### ASSIGNMENT
Your answer should be each line of the entries that contains the word "UnavailableStore", copied in full.

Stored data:
━━━━

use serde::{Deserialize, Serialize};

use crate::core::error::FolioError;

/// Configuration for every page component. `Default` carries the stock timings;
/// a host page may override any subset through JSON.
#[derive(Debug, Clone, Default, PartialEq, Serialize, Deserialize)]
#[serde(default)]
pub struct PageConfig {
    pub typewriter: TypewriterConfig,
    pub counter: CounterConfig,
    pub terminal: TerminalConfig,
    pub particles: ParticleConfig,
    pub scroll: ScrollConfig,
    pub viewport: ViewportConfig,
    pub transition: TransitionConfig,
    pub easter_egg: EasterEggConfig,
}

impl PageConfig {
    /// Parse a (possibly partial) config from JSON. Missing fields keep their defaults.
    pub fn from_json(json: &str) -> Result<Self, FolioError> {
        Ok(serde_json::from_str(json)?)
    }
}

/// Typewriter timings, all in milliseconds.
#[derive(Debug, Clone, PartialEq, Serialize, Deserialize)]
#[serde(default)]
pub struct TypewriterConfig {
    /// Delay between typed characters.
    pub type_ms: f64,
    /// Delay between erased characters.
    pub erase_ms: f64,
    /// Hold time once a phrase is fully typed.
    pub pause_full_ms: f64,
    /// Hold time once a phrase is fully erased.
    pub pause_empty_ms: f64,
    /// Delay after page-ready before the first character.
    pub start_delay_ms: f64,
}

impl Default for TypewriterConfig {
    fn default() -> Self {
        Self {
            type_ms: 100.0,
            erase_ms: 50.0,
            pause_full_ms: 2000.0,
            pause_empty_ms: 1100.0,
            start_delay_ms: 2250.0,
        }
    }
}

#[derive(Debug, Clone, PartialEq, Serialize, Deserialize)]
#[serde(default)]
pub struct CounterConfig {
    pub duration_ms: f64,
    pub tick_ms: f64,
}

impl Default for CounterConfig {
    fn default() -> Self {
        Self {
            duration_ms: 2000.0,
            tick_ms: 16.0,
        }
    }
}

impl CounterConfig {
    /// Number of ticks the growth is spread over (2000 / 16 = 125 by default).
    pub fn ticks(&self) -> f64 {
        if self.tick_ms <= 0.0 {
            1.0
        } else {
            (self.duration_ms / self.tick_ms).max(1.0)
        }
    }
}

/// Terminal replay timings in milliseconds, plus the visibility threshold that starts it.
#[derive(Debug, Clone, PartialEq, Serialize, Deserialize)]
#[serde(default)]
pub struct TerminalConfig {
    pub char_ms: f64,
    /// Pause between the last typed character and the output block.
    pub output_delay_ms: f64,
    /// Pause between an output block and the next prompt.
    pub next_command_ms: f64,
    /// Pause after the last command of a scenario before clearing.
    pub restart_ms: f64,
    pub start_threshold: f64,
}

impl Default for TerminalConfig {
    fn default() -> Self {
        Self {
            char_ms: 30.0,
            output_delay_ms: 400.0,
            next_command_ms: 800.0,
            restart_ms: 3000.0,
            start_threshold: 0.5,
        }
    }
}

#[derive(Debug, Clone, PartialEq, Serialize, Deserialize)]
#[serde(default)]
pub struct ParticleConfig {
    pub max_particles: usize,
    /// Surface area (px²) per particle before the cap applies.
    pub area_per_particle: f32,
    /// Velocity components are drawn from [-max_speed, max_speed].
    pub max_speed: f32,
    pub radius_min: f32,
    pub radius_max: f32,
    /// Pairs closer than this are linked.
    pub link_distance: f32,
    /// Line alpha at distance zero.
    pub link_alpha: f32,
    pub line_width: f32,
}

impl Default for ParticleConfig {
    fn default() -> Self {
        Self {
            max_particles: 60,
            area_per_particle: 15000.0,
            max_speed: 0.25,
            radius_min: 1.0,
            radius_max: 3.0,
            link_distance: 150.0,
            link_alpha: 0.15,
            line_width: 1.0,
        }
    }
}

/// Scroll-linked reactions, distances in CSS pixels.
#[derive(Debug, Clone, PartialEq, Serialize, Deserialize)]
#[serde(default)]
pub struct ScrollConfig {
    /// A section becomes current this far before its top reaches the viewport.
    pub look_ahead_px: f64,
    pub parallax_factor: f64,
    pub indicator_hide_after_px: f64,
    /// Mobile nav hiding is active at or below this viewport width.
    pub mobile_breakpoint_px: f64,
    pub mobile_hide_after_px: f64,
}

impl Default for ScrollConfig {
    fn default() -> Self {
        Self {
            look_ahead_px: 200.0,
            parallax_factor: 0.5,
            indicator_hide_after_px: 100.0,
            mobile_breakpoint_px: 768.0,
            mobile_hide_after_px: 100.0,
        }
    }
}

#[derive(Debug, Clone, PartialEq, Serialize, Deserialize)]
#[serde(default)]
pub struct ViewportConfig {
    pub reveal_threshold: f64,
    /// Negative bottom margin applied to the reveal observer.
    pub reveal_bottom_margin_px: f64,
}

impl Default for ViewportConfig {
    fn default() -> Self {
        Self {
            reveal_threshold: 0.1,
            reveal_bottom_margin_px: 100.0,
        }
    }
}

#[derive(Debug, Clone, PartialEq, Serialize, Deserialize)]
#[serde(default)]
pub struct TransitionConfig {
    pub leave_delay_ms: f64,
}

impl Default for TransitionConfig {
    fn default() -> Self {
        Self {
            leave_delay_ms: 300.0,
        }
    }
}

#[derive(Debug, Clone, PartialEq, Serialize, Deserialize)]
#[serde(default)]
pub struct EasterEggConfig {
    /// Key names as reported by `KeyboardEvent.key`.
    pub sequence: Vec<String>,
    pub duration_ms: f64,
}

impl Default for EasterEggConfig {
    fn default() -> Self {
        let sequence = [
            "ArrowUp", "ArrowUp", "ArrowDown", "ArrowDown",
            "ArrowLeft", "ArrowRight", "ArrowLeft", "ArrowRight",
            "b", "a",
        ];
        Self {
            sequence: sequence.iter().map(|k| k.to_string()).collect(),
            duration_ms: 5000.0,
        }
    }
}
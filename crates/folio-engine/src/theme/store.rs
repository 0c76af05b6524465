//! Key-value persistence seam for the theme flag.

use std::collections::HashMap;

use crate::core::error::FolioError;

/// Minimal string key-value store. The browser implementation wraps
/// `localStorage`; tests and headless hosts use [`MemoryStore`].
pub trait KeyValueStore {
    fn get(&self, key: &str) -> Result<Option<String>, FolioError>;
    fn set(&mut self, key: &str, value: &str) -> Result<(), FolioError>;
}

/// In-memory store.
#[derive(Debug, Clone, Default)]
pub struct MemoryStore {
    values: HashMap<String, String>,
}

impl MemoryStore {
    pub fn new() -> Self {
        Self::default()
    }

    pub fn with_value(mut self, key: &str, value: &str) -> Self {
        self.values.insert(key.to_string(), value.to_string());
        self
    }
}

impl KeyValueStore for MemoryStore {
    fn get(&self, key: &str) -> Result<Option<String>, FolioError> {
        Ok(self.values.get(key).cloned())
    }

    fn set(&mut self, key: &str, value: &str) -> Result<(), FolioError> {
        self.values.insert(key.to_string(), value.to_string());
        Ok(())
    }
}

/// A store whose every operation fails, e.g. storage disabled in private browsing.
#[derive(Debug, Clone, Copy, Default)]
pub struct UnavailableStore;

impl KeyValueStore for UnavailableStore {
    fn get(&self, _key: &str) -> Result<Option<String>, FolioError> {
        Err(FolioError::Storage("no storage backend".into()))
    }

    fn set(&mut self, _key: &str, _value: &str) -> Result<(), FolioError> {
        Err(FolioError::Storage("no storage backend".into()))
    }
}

━━━━

### SOLUTION BELOW
pub struct UnavailableStore;
impl KeyValueStore for UnavailableStore {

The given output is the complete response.